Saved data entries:
***

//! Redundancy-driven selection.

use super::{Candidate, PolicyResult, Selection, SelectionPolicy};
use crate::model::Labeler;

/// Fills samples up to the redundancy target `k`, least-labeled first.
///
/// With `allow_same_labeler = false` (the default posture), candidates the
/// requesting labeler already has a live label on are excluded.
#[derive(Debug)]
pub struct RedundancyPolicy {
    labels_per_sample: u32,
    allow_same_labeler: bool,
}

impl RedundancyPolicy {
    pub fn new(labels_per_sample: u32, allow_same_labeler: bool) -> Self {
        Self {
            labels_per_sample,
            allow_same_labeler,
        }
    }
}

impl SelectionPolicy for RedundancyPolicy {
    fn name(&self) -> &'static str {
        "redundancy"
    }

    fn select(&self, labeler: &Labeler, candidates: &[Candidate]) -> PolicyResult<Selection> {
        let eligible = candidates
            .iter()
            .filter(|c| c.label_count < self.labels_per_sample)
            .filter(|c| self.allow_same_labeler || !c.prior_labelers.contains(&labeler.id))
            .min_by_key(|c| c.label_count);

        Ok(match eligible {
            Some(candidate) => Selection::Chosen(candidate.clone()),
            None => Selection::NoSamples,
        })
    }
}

***

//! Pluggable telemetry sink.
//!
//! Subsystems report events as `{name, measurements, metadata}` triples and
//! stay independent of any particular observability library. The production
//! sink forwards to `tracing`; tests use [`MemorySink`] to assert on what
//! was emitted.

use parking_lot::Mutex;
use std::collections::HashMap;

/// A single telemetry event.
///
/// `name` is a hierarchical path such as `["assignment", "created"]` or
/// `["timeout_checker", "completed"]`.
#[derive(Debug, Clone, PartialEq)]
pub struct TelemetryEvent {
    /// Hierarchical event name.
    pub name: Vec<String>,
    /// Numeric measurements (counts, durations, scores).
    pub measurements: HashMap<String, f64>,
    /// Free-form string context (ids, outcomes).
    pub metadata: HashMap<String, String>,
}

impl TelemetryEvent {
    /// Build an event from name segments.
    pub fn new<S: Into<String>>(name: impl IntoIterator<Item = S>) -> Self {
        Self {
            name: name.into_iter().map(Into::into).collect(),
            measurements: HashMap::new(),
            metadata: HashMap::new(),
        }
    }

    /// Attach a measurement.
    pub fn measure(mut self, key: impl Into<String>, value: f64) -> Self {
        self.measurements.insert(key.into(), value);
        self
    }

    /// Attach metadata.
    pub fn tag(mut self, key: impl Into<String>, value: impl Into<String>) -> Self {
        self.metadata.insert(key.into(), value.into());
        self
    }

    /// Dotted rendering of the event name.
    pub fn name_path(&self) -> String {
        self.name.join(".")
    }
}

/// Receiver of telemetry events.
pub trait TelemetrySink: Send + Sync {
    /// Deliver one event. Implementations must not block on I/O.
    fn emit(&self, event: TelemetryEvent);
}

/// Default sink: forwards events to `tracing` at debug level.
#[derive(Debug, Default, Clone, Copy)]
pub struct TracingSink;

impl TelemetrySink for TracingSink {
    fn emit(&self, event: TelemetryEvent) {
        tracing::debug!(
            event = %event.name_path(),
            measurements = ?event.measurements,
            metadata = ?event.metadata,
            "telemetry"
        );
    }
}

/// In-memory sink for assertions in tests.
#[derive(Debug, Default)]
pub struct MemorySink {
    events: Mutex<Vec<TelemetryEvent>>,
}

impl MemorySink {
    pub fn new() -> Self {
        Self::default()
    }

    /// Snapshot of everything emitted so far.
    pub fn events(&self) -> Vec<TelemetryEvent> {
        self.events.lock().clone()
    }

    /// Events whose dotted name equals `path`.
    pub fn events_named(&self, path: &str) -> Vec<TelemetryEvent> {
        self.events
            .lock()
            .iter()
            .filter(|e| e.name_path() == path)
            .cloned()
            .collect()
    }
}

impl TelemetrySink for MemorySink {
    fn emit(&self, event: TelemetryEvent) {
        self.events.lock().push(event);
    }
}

***

Only the number is wanted: count the lines of the records that hold the word "forwards".

Answer to this problem: 2